Kasper W, Treese N, Kageneck V, Pop T, Meinertz T
Int J Cardiol. 1983 May;3(2):191-202. doi: 10.1016/0167-5273(83)90036-0.
We evaluated 56 consecutive patients echocardiographically 9 days to 104 months after aortic valve replacement by the precordial, subxiphoid and suprasternal approach. In 11 patients, the mitral valve had also been replaced. For comparison, a subjective grading system (score 1 up to 3) was applied to the records obtained from each approach. Disc valves (n = 41) were equally scored from the precordial and suprasternal approach (score 2.6).
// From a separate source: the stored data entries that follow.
use crate::{
    collection::{CollectionHandle, CollectionSnapshot, Contents, LoadState},
    error::{ErrorClass, ErrorOrigin},
    model::CollectionKind,
    session::{LoadedRow, SessionContext, SessionId},
    test_support::{FakeSession, descriptor, key, one_to_many_descriptor, text},
    value::Value,
};
use proptest::prelude::*;

// ---------------------------------------------------------------------
// State machine
// ---------------------------------------------------------------------

#[test]
fn lazy_handle_loads_once_on_first_read() {
    let ctx = FakeSession::new().with_rows(
        &key(),
        vec![LoadedRow::element(text("a")), LoadedRow::element(text("b"))],
    );
    let mut handle = CollectionHandle::new_lazy(key(), CollectionKind::Set);
    handle.set_current_session(&ctx).expect("must attach");
    assert!(!handle.was_initialized());

    handle.read(&ctx).expect("scripted load must succeed");
    assert!(handle.was_initialized());
    assert!(!handle.is_dirty(), "loading does not dirty the handle");

    handle.read(&ctx).expect("second read is a no-op");
    assert_eq!(ctx.loads.get(), 1, "one database round-trip only");
}

#[test]
fn read_without_a_session_is_an_illegal_access() {
    let ctx = FakeSession::new();
    let mut handle = CollectionHandle::new_lazy(key(), CollectionKind::Set);

    let err = handle.read(&ctx).expect_err("detached read must fail");
    assert_eq!(err.class, ErrorClass::IllegalAccess);
    assert!(
        err.message.contains("no session or session was closed"),
        "unexpected error: {err:?}"
    );
    assert!(
        err.message.contains("Parent.children"),
        "error must name the role: {err:?}"
    );
}

#[test]
fn read_on_a_disconnected_session_is_an_illegal_access() {
    let mut ctx = FakeSession::new().register(&key());
    ctx.connected = false;
    let mut handle = CollectionHandle::new_lazy(key(), CollectionKind::Set);
    handle.set_current_session(&ctx).expect("must attach");

    let err = handle.read(&ctx).expect_err("disconnected read must fail");
    assert_eq!(err.class, ErrorClass::IllegalAccess);
    assert!(err.message.contains("disconnected"));
}

#[test]
fn reentrant_load_is_an_illegal_access() {
    let ctx = FakeSession::new().register(&key());
    let mut handle = CollectionHandle::new_lazy(key(), CollectionKind::Set);
    handle.set_current_session(&ctx).expect("must attach");
    handle.begin_read().expect("load must start");

    let err = handle.read(&ctx).expect_err("reentrant read must fail");
    assert_eq!(err.class, ErrorClass::IllegalAccess);
    assert!(err.message.contains("loading"));
}

#[test]
fn failed_load_clears_the_loading_marker_and_keeps_dirty() {
    let ctx = FakeSession::new().with_rows(
        &key(),
        vec![
            LoadedRow::element(text("a")),
            // sequences need an index column
            LoadedRow::element(text("b")),
        ],
    );
    let mut handle = CollectionHandle::new_lazy(key(), CollectionKind::Sequence);
    handle.set_current_session(&ctx).expect("must attach");
    handle.dirty();

    let err = handle.read(&ctx).expect_err("corrupt row must fail the load");
    assert_eq!(err.class, ErrorClass::Corruption);
    assert!(handle.is_dirty(), "dirty flag is left unchanged");
    assert!(!handle.was_initialized());

    // the handle is retryable; fix the rows and read again
    let ctx = FakeSession::new().with_rows(
        &key(),
        vec![LoadedRow::indexed(Value::Int(0), text("a"))],
    );
    handle.set_current_session(&ctx).expect("must re-attach");
    handle.read(&ctx).expect("retry must succeed");
    assert!(handle.was_initialized());
}

#[test]
fn force_initialize_requires_an_attached_session() {
    let ctx = FakeSession::new().register(&key());
    let mut handle = CollectionHandle::new_lazy(key(), CollectionKind::Set);

    let err = handle
        .force_initialize(&ctx)
        .expect_err("detached force must fail");
    assert_eq!(err.class, ErrorClass::IllegalAccess);

    handle.set_current_session(&ctx).expect("must attach");
    handle.force_initialize(&ctx).expect("attached force loads");
    assert!(handle.was_initialized());
}

#[test]
fn attaching_to_a_second_open_session_is_fatal() {
    let first = FakeSession::new().register(&key());
    let mut handle = CollectionHandle::new_lazy(key(), CollectionKind::Set);
    assert!(handle.set_current_session(&first).expect("must attach"));
    assert!(
        !handle.set_current_session(&first).expect("re-attach is a no-op"),
        "same session twice returns false"
    );

    let err = handle
        .set_current_session(&second_session())
        .expect_err("two open sessions must fail");
    assert_eq!(err.class, ErrorClass::InvariantViolation);
    assert!(err.message.contains("two open sessions"));
}

fn second_session() -> FakeSession {
    let mut ctx = FakeSession::new().register(&key());
    ctx.id = SessionId::from(8);
    ctx
}

#[test]
fn detach_then_reattach_crosses_sessions_cleanly() {
    let first = FakeSession::new().register(&key());
    let mut handle = CollectionHandle::new_lazy(key(), CollectionKind::Set);
    handle.set_current_session(&first).expect("must attach");

    assert!(handle.unset_session(first.id()));
    assert!(!handle.unset_session(first.id()), "already detached");

    handle
        .set_current_session(&second_session())
        .expect("detached handle attaches anywhere");
}

// ---------------------------------------------------------------------
// Load protocol
// ---------------------------------------------------------------------

#[test]
fn sequence_rows_land_by_index_with_null_padding() {
    let ctx = FakeSession::new().with_rows(
        &key(),
        vec![
            LoadedRow::indexed(Value::Int(2), text("c")),
            LoadedRow::indexed(Value::Int(0), text("a")),
        ],
    );
    let mut handle = CollectionHandle::new_lazy(key(), CollectionKind::Sequence);
    handle.set_current_session(&ctx).expect("must attach");

    let contents = handle.read(&ctx).expect("scripted load must succeed");
    assert_eq!(
        *contents,
        Contents::Sequence(vec![Some(text("a")), None, Some(text("c"))])
    );
}

#[test]
fn identifier_bag_row_without_an_id_is_corruption() {
    let ctx = FakeSession::new().with_rows(&key(), vec![LoadedRow::element(text("a"))]);
    let mut handle = CollectionHandle::new_lazy(key(), CollectionKind::IdentifierBag);
    handle.set_current_session(&ctx).expect("must attach");

    let err = handle.read(&ctx).expect_err("row without id must fail");
    assert_eq!(err.class, ErrorClass::Corruption);
    assert_eq!(err.origin, ErrorOrigin::Collection);
    assert!(err.message.contains("null identifier column"));
}

// ---------------------------------------------------------------------
// Queued additions
// ---------------------------------------------------------------------

fn inverse_set_session() -> FakeSession {
    FakeSession::new().with_rows(
        &key(),
        vec![LoadedRow::element(text("a")), LoadedRow::element(text("b"))],
    )
}

#[test]
fn inverse_add_queues_without_initializing() {
    let ctx = inverse_set_session();
    let mut d = one_to_many_descriptor(CollectionKind::Set);
    d.is_inverse = true;
    let mut handle = CollectionHandle::new_lazy(key(), CollectionKind::Set);
    handle.set_current_session(&ctx).expect("must attach");

    handle.add(&ctx, &d, text("c")).expect("add must succeed");
    assert!(!handle.was_initialized(), "no load round-trip for the add");
    assert!(handle.is_dirty(), "queued handle must be purged from cache");
    assert_eq!(handle.queued_additions(), &[text("c")]);
    assert_eq!(ctx.loads.get(), 0);
}

#[test]
fn queued_additions_replay_into_the_loaded_base_set() {
    let ctx = inverse_set_session();
    let mut d = one_to_many_descriptor(CollectionKind::Set);
    d.is_inverse = true;
    let mut handle = CollectionHandle::new_lazy(key(), CollectionKind::Set);
    handle.set_current_session(&ctx).expect("must attach");

    // one genuinely new element, one that the base rows already contain
    assert!(handle.queue_add(&ctx, &d, text("c")));
    assert!(handle.queue_add(&ctx, &d, text("b")));

    handle.read(&ctx).expect("scripted load must succeed");
    assert_eq!(
        handle.elements(),
        vec![text("a"), text("b"), text("c")],
        "replay deduplicates against the base rows"
    );
    assert!(!handle.has_queued_additions(), "queue drains on initialize");

    // the snapshot includes replayed elements, so they are not re-inserted
    assert!(handle.equals_snapshot().expect("snapshot captured"));
}

#[test]
fn non_inverse_add_initializes_instead_of_queueing() {
    let ctx = inverse_set_session();
    let d = one_to_many_descriptor(CollectionKind::Set);
    let mut handle = CollectionHandle::new_lazy(key(), CollectionKind::Set);
    handle.set_current_session(&ctx).expect("must attach");

    handle.add(&ctx, &d, text("c")).expect("add must succeed");
    assert!(handle.was_initialized());
    assert_eq!(ctx.loads.get(), 1);
    assert!(handle.is_dirty());
}

#[test]
fn maps_and_orphan_delete_bags_never_queue() {
    let ctx = FakeSession::new().register(&key());

    let mut d = descriptor(CollectionKind::Map);
    d.is_inverse = true;
    let mut map_handle = CollectionHandle::new_lazy(key(), CollectionKind::Map);
    map_handle.set_current_session(&ctx).expect("must attach");
    assert!(!map_handle.queue_add(&ctx, &d, text("v")), "entries need keys");

    let mut d = descriptor(CollectionKind::Bag);
    d.is_inverse = true;
    d.has_orphan_delete = true;
    let mut bag_handle = CollectionHandle::new_lazy(key(), CollectionKind::Bag);
    bag_handle.set_current_session(&ctx).expect("must attach");
    assert!(
        !bag_handle.queue_add(&ctx, &d, text("v")),
        "orphan-delete needs the full contents loaded"
    );
}

#[test]
fn unkeyed_add_to_a_map_is_an_invariant_violation() {
    let ctx = FakeSession::new().register(&key());
    let d = descriptor(CollectionKind::Map);
    let mut handle = CollectionHandle::new_lazy(key(), CollectionKind::Map);
    handle.set_current_session(&ctx).expect("must attach");

    let err = handle
        .add(&ctx, &d, text("v"))
        .expect_err("map entries need a key");
    assert_eq!(err.class, ErrorClass::InvariantViolation);

    assert!(!handle.is_dirty());
    assert!(!handle.was_initialized());
}

// ---------------------------------------------------------------------
// Snapshot semantics
// ---------------------------------------------------------------------

#[test]
fn after_flush_rebases_the_snapshot() {
    let ctx = FakeSession::new().with_rows(&key(), vec![LoadedRow::element(text("a"))]);
    let mut handle = CollectionHandle::new_lazy(key(), CollectionKind::Set);
    handle.set_current_session(&ctx).expect("must attach");
    handle.read(&ctx).expect("scripted load must succeed");

    handle
        .write(&ctx)
        .expect("attached handle must write")
        .add_element(text("b"));
    assert!(!handle.equals_snapshot().expect("snapshot captured"));

    handle.after_flush();
    assert!(!handle.is_dirty());
    assert!(handle.equals_snapshot().expect("snapshot captured"));
}

#[test]
fn wrapped_container_diffs_against_an_empty_baseline() {
    let mut contents = Contents::empty(CollectionKind::Set);
    contents.add_element(text("a"));
    let handle = CollectionHandle::wrap(key(), contents);

    assert!(handle.was_initialized());
    assert!(handle.is_dirty());
    assert!(handle.is_directly_accessible());
    assert_eq!(
        handle.snapshot(),
        Some(&CollectionSnapshot::Set(std::collections::BTreeSet::new()))
    );
}

#[test]
fn replace_contents_rejects_a_kind_change() {
    let mut handle =
        CollectionHandle::wrap(key(), Contents::empty(CollectionKind::Set));
    let err = handle
        .replace_contents(Contents::empty(CollectionKind::Bag))
        .expect_err("kind change must fail");
    assert_eq!(err.class, ErrorClass::InvariantViolation);
}

proptest! {
    /// Bag equality against the snapshot is multiset equality: any
    /// reordering of the same elements reads as unchanged, while adding
    /// any element does not.
    #[test]
    fn bag_snapshot_equality_ignores_order(
        mut elements in proptest::collection::vec(0i64..16, 0..12),
        extra in 0i64..16,
    ) {
        let contents = Contents::Bag(elements.iter().copied().map(Value::Int).collect());
        let snapshot = CollectionSnapshot::capture(&contents);

        elements.reverse();
        let reordered = Contents::Bag(elements.iter().copied().map(Value::Int).collect());
        prop_assert!(snapshot.equals_contents(&reordered));

        elements.push(extra);
        let grown = Contents::Bag(elements.iter().copied().map(Value::Int).collect());
        prop_assert!(!snapshot.equals_contents(&grown));
    }
}

#[test]
fn load_state_transitions_are_single_direction() {
    let mut state = LoadState::Unloaded;
    state.begin_load().expect("unloaded may load");
    assert!(state.is_loading());
    state.finish_load().expect("loading may finish");
    assert!(state.is_initialized());

    let err = state.begin_load().expect_err("initialized never reloads");
    assert_eq!(err.class, ErrorClass::InvariantViolation);
}
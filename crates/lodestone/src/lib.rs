//! Lodestone: persistent-collection lifecycle runtime.
//!
//! ## Crate layout
//! - `core`: collection handles, snapshot diffing, the row synchronizer, and
//!   the soft-locking cache gateway.
//!
//! The `prelude` module mirrors the surface a driving session uses.

pub use lodestone_core as core;

/// Workspace version re-export for downstream tooling/tests.
pub const VERSION: &str = env!("CARGO_PKG_VERSION");

pub use lodestone_core::error::InternalError;

///
/// Session Prelude
///

pub mod prelude {
    pub use crate::core::{
        cache::{CacheGateway, SoftLockGuard, Timestamp},
        collection::{CollectionHandle, Contents},
        model::{CollectionDescriptor, CollectionKind, ColumnKind, ColumnModel},
        session::{CollectionKey, LoadedRow, SessionContext, SessionId},
        sync::{FlushPlan, RowOp, RowSynchronizer},
        value::{EntityId, RowId, Value},
    };
}
use crate::{
    cache::gateway::{CacheGateway, SoftLockGuard},
    collection::CollectionHandle,
    model::CollectionDescriptor,
    session::{CollectionKey, SessionContext},
};

/// Cache the handle's current element state after a successful flush,
/// keyed by owner under the descriptor's role. No-op without a cache policy
/// or while the key is soft-locked.
pub fn cache_collection(
    gateway: &CacheGateway,
    descriptor: &CollectionDescriptor,
    handle: &CollectionHandle,
    ctx: &dyn SessionContext,
) -> bool {
    if !descriptor.has_cache() {
        return false;
    }
    gateway.put(handle.key().clone(), handle.disassemble(), ctx.timestamp())
}

/// Reassemble an initialized handle straight from the cache, skipping the
/// database round-trip. A hit that cannot be reassembled is stale cache
/// state: the entry is evicted and the load falls through to the database.
pub fn get_cached_collection(
    gateway: &CacheGateway,
    descriptor: &CollectionDescriptor,
    key: &CollectionKey,
    ctx: &dyn SessionContext,
) -> Option<CollectionHandle> {
    if !descriptor.has_cache() {
        return None;
    }
    let cached = gateway.get(key, ctx.timestamp())?;

    match CollectionHandle::from_disassembled(key.clone(), descriptor.kind, &cached) {
        Ok(handle) => Some(handle),
        Err(_) => {
            // never hand back a corrupt handle
            gateway.remove(key);
            None
        }
    }
}

/// Bracket a database write to this owner's collection rows with a scoped
/// soft-lock. Returns `None` without a cache policy: there is nothing to
/// guard.
pub fn softlock<'a>(
    gateway: &'a CacheGateway,
    descriptor: &CollectionDescriptor,
    key: &CollectionKey,
) -> Option<SoftLockGuard<'a>> {
    if !descriptor.has_cache() {
        return None;
    }
    Some(SoftLockGuard::acquire(gateway, key.clone()))
}
use derive_more::Deref;
use parking_lot::Mutex;
use serde::{Deserialize, Serialize};
use std::{
    fmt,
    time::{SystemTime, UNIX_EPOCH},
};

///
/// Timestamp
///
/// Monotonically increasing marker used for cache staleness checks: a cache
/// entry is fresh for a transaction only if it was written before the
/// transaction began. Comparison is last-writer-wins, not linearizable.
///

#[derive(
    Clone, Copy, Debug, Default, Deref, Eq, Hash, Ord, PartialEq, PartialOrd, Serialize, Deserialize,
)]
pub struct Timestamp(u64);

impl Timestamp {
    pub const ZERO: Self = Self(0);

    #[must_use]
    pub const fn from_raw(raw: u64) -> Self {
        Self(raw)
    }
}

impl fmt::Display for Timestamp {
    fn fmt(&self, f: &mut fmt::Formatter<'_>) -> fmt::Result {
        write!(f, "{}", self.0)
    }
}

/// Sub-millisecond slots available per clock tick.
const COUNTER_BITS: u32 = 12;
const ONE_MS: u64 = 1 << COUNTER_BITS;

///
/// Timestamper
///
/// Generates increasing identifiers: the millisecond clock shifted left
/// twelve bits, plus a counter disambiguating calls within one millisecond.
/// Identifiers are not strictly increasing across processes, but always are
/// within one.
///

#[derive(Debug, Default)]
pub struct Timestamper {
    state: Mutex<TimestamperState>,
}

#[derive(Debug, Default)]
struct TimestamperState {
    time: u64,
    counter: u64,
}

impl Timestamper {
    #[must_use]
    pub const fn new() -> Self {
        Self {
            state: Mutex::new(TimestamperState {
                time: 0,
                counter: 0,
            }),
        }
    }

    pub fn next(&self) -> Timestamp {
        let mut state = self.state.lock();

        let now = SystemTime::now()
            .duration_since(UNIX_EPOCH)
            .map_or(0, |d| d.as_millis() as u64)
            << COUNTER_BITS;

        if state.time < now {
            state.time = now;
            state.counter = 0;
        } else if state.counter < ONE_MS - 1 {
            state.counter += 1;
        }

        Timestamp(state.time + state.counter)
    }
}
Ball prostheses (n = 6) were best imaged from the suprasternal approach (score 3.0), whereas bioprostheses (n = 9) were best visualized from the precordial (1.8). Simultaneous imaging of both valves was possible in 6 out of 11 patients with a double prosthesis using the suprasternal approach but not from precordial and subxiphoid approaches. Six patients presented prosthetic valve dysfunction. Five patients had paravalvular insufficiency; 4 of these patients had a Björk-Shiley valve and one patient a Lillehei-Kaster valve. The echograms of 4 out of 5 patients with a paravalvular leak were normal from each approach. In another patient an obstructed Björk-Shiley prosthesis was found. The pre- and postoperative echograms demonstrated that the suprasternal approach was best to visualize the obstructed valve. The study shows that the suprasternal technique is superior for evaluation of most patients with aortic valve prostheses.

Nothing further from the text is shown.